If you are concerned about the looming April 15 filing deadline for your 2006 return, think of the poor Commissioner. He was asked to provide his response to Baucus and Grassley by April 1, 2007 and we suspect there is not an automatic extension.
Which brings us to Justice Stephen Breyer, a Supreme Court justice who believes that United States courts should take a look at international law when deciding cases. He has been much criticized by conservatives and anti-globalization forces. The conservatives like their law red, white, and blue. Now, you might ask, what does international law have to due with charities?
Enter England’s Charity Commission, the organization that regulates charities in England. According to Sam Kean of the Chronicle of Philanthropy in an article entitled Britian’s New Rules: After 400 Years, Laws Governing Nonprofit Groups Get a Long-Anticipated Overhaul, Dec. 7, 2006, the new legislation was in part a response to a massive embezzlement that sent one fundraiser to jail after he pocketed over $800,000 in contributions meant for a charity. People were not happy about that, nor were they pleased how much of their contributions went to fundraising and administration.
Although much of the new Charity Act relies on self-regulation, it does focus on the basis for charitable status. The Charity Commission has issued what it refers to as a Consultation on Draft Public Benefit Guidance, which lays out a series of proposed principles for assessing whether an ostensible charitable organization is providing too much private benefit, thereby disqualifying it as a charity. The elite British private school system is not specifically targeted by the proposal, although the Consultation on Draft does make reference to private schools and private benefit. In providing the backstory to the Draft, Debbie Andalo of the Guardian does focus on private schools. Private Schools Told to Help the Poor or Lose Charity Status, Mar. 7, 2007. The headline should come as no surprise. When the revision to the Charity Act was being debated, some groups urged that elite private schools lose their status as charities because they did not provide enough public benefit.
Andalo points out that were the proposal adopted, private schools might be forced to provide more scholarships and share their facilities with public schools in order to maintain their status as charities. Although Andalo focuses on private schools, the Consultation on Draft contains examples of other types of charities that might have to change their operations to retain their status as charities.

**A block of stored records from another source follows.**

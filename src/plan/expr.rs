//! Plan-level literal expressions.
//!
//! A [`PlanExpr`] is JSON data enriched with `$type`-tagged wrapper
//! objects for values that need deferred or lossless evaluation:
//! placeholders resolved against the scope chain, generator calls
//! resolved against the per-execution snapshot, base64 bytes, and
//! decimal-string big integers.

use std::collections::BTreeMap;

use serde::de::Error as _;
use serde::{Deserialize, Deserializer};

/// A literal expression embedded in the plan.
#[derive(Debug, Clone, PartialEq)]
pub enum PlanExpr {
    /// Null literal.
    Null,
    /// Boolean literal.
    Bool(bool),
    /// Integer literal.
    Int(i64),
    /// Floating point literal.
    Float(f64),
    /// String literal.
    Text(String),
    /// List of expressions, possibly containing wrappers.
    List(Vec<PlanExpr>),
    /// Record of expressions, possibly containing wrappers.
    Object(BTreeMap<String, PlanExpr>),
    /// Named reference resolved against the scope chain at evaluation.
    Placeholder {
        /// Name looked up through the scope chain.
        name: String,
    },
    /// Call to a named generator, evaluated lazily per execution.
    Generator {
        /// Registered generator name.
        name: String,
        /// Arguments, themselves plan expressions.
        args: Vec<PlanExpr>,
    },
    /// Binary payload carried as base64 text.
    Bytes(String),
    /// 64-bit integer carried as a decimal string to survive JSON.
    BigInt(String),
}

impl PlanExpr {
    fn from_json(raw: serde_json::Value) -> Result<PlanExpr, String> {
        match raw {
            serde_json::Value::Null => Ok(PlanExpr::Null),
            serde_json::Value::Bool(b) => Ok(PlanExpr::Bool(b)),
            serde_json::Value::Number(n) => {
                if let Some(i) = n.as_i64() {
                    Ok(PlanExpr::Int(i))
                } else if let Some(f) = n.as_f64() {
                    Ok(PlanExpr::Float(f))
                } else {
                    Err(format!("unrepresentable number {n}"))
                }
            }
            serde_json::Value::String(s) => Ok(PlanExpr::Text(s)),
            serde_json::Value::Array(items) => items
                .into_iter()
                .map(PlanExpr::from_json)
                .collect::<Result<Vec<_>, _>>()
                .map(PlanExpr::List),
            serde_json::Value::Object(map) => PlanExpr::from_json_object(map),
        }
    }

    fn from_json_object(
        map: serde_json::Map<String, serde_json::Value>,
    ) -> Result<PlanExpr, String> {
        if map.len() == 2 && map.contains_key("$type") && map.contains_key("value") {
            let tag = map["$type"].as_str().unwrap_or_default().to_owned();
            let payload = map["value"].clone();
            return PlanExpr::from_wrapper(&tag, payload);
        }
        let mut object = BTreeMap::new();
        for (key, value) in map {
            object.insert(key, PlanExpr::from_json(value)?);
        }
        Ok(PlanExpr::Object(object))
    }

    fn from_wrapper(tag: &str, payload: serde_json::Value) -> Result<PlanExpr, String> {
        match tag {
            "placeholder" => {
                let name = payload
                    .get("name")
                    .and_then(|n| n.as_str())
                    .ok_or("placeholder wrapper requires a 'name' field")?;
                Ok(PlanExpr::Placeholder {
                    name: name.to_owned(),
                })
            }
            "generatorCall" => {
                let name = payload
                    .get("name")
                    .and_then(|n| n.as_str())
                    .ok_or("generatorCall wrapper requires a 'name' field")?
                    .to_owned();
                let args = match payload.get("args") {
                    None => Vec::new(),
                    Some(serde_json::Value::Array(items)) => items
                        .iter()
                        .cloned()
                        .map(PlanExpr::from_json)
                        .collect::<Result<Vec<_>, _>>()?,
                    Some(other) => {
                        return Err(format!("generatorCall args must be a list, got {other}"))
                    }
                };
                Ok(PlanExpr::Generator { name, args })
            }
            "bytes" => match payload {
                serde_json::Value::String(s) => Ok(PlanExpr::Bytes(s)),
                other => Err(format!("bytes wrapper must hold a string, got {other}")),
            },
            "bigint" => match payload {
                serde_json::Value::String(s) => Ok(PlanExpr::BigInt(s)),
                serde_json::Value::Number(n) => Ok(PlanExpr::BigInt(n.to_string())),
                other => Err(format!(
                    "bigint wrapper must hold a string or number, got {other}"
                )),
            },
            other => Err(format!("unknown plan value wrapper '{other}'")),
        }
    }
}

impl<'de> Deserialize<'de> for PlanExpr {
    fn deserialize<D: Deserializer<'de>>(deserializer: D) -> Result<Self, D::Error> {
        let raw = serde_json::Value::deserialize(deserializer)?;
        PlanExpr::from_json(raw).map_err(D::Error::custom)
    }
}

#[cfg(test)]
mod tests {
    use super::*;

    #[test]
    fn plain_json_decodes_structurally() {
        let expr: PlanExpr = serde_json::from_str(r#"{"a": [1, true, null]}"#).unwrap();
        assert_eq!(
            expr,
            PlanExpr::Object(BTreeMap::from([(
                "a".to_owned(),
                PlanExpr::List(vec![PlanExpr::Int(1), PlanExpr::Bool(true), PlanExpr::Null])
            )]))
        );
    }

    #[test]
    fn wrappers_decode_by_tag() {
        let expr: PlanExpr = serde_json::from_str(
            r#"{"$type": "generatorCall", "value": {"name": "uuid", "args": [4]}}"#,
        )
        .unwrap();
        assert_eq!(
            expr,
            PlanExpr::Generator {
                name: "uuid".to_owned(),
                args: vec![PlanExpr::Int(4)],
            }
        );

        let expr: PlanExpr =
            serde_json::from_str(r#"{"$type": "placeholder", "value": {"name": "userId"}}"#)
                .unwrap();
        assert_eq!(
            expr,
            PlanExpr::Placeholder {
                name: "userId".to_owned()
            }
        );
    }

    #[test]
    fn unknown_wrapper_tag_is_rejected() {
        let result: Result<PlanExpr, _> =
            serde_json::from_str(r#"{"$type": "mystery", "value": 1}"#);
        assert!(result.is_err());
    }
}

The proposed change has already garnered attention in the United States. We happen to know one British scholar who assisted in the development of the Britain’s revamped Charities Act. She frequently participates in U.S. conferences focused on philanthropy, meaning that British ideas are jumping the pond. Like Britain, the U.S. is also struggling with a workable definition of charity at a time when the distinction between charity and commercial activity is becoming blurred. In particular, both the House and the Senate have recently taken a close look at whether exempt-status is appropriate in certain cases. For example, both bodies of Congress have examined the question of tax-exempt status for health care institutions.
Those charities who like their laws red, white, and blue should take note. Some find it easy to criticize Justice Breyer for looking outside the U.S. when applying U.S. law. Those folks will find it much more difficult to criticize Justice Breyer when he is asked to interpret British law that has subsequently found its way into congressional legislation.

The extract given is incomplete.